Everyone is either sick or will become so. The brutality that health-as-capital commits forces us to “cease to be soldiers in the army of the upright,” as Virginia Woolf put it—we “become deserters.” The old adage that socialism never took root in America because the poor see themselves not as an exploited proletariat but as temporarily embarrassed millionaires seems to apply to health, too: only a people delusional that they will always be healthy and available for work could believe our capitalist arrangement of society to be anything but tyrannical, hateful, and targetedly cruel to the ill. As Russell puts it, “people with disabilities function as canaries in the coal mine” for what healthy workers can expect with the progression of capitalism. Yet, it is easy to erase the sites where illness occurs outside the workplace (hospitals, clinics, asylums, and the home) as those of political struggle. Foucault analyzed the conversion of leper management into plague management: lepers had been treated with exclusion from social life outside the community, while early modern plague management brought a more disciplinary approach, relegating bodies to confinement in homes. Where we put the sick determines what political action might look like and what we mean when we talk about “visibility.”

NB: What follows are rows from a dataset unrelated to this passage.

use std::sync::atomic::{AtomicBool, Ordering};
use std::sync::Arc;

/// Token for cooperative cancellation, flipped by the interrupt handler.
#[derive(Clone, Debug, Default)]
pub struct CancellationToken {
    cancelled: Arc<AtomicBool>,
}

impl CancellationToken {
    pub fn new() -> Self {
        Self::default()
    }

    /// Request cancellation.
    pub fn cancel(&self) {
        self.cancelled.store(true, Ordering::SeqCst);
    }

    pub fn is_cancelled(&self) -> bool {
        self.cancelled.load(Ordering::SeqCst)
    }
}

#[cfg(test)]
mod tests {
    use super::*;

    #[test]
    fn test_cancellation_token() {
        let token = CancellationToken::new();
        assert!(!token.is_cancelled());

        let clone = token.clone();
        clone.cancel();
        assert!(token.is_cancelled());
        assert!(clone.is_cancelled());
    }
}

The Socialist Patients’ Collective (SPK), a West German organization of patients and doctor allies founded in 1970, thought illness was both the condition and the result of capitalism, the group’s ethos summated in the slogan “Turn illness into a weapon.” By reframing illness as a contradiction created by capitalism—and health as a “biological fascist fantasy”—the SPK held the conditions that the sick must live under accountable for their suffering, as opposed to treating suffering as an inevitability of biology. Their project of unifying and mobilizing the “sick proletariat” has been largely lost to history. The most comprehensive history of the group published in English can be found in Adler-Bolton and Vierkant’s Health Communism. They write, “Unlike other self-organized patient groups and their counterparts in the anti-psychiatry movement, SPK uniquely combined Marxist political theory, social science analysis, and what they termed ‘therapeutic praxis’ to create an improvised, in-patient community with the express collectivist goal of researching the connections between capitalism, madness, eugenics, and the individuation of illness under political economies of work and care.” As I began writing this book in graduate school, lines from the group’s manifesto littered my desk:
Subjectively the sick person is compelled through his or her suffering to make his existence, his life, the object of his consciousness.
Illness is inseparably bound up with psychological stress, with the need for change, with the need for production.
The success of the “treatment” gets reified in the reproduction of the sick person’s employability, of their ability to function in the anti-human, illness-engendering social production process of capital, in their “rehabilitation.”
Anyone can become acutely ill, all are potential patients.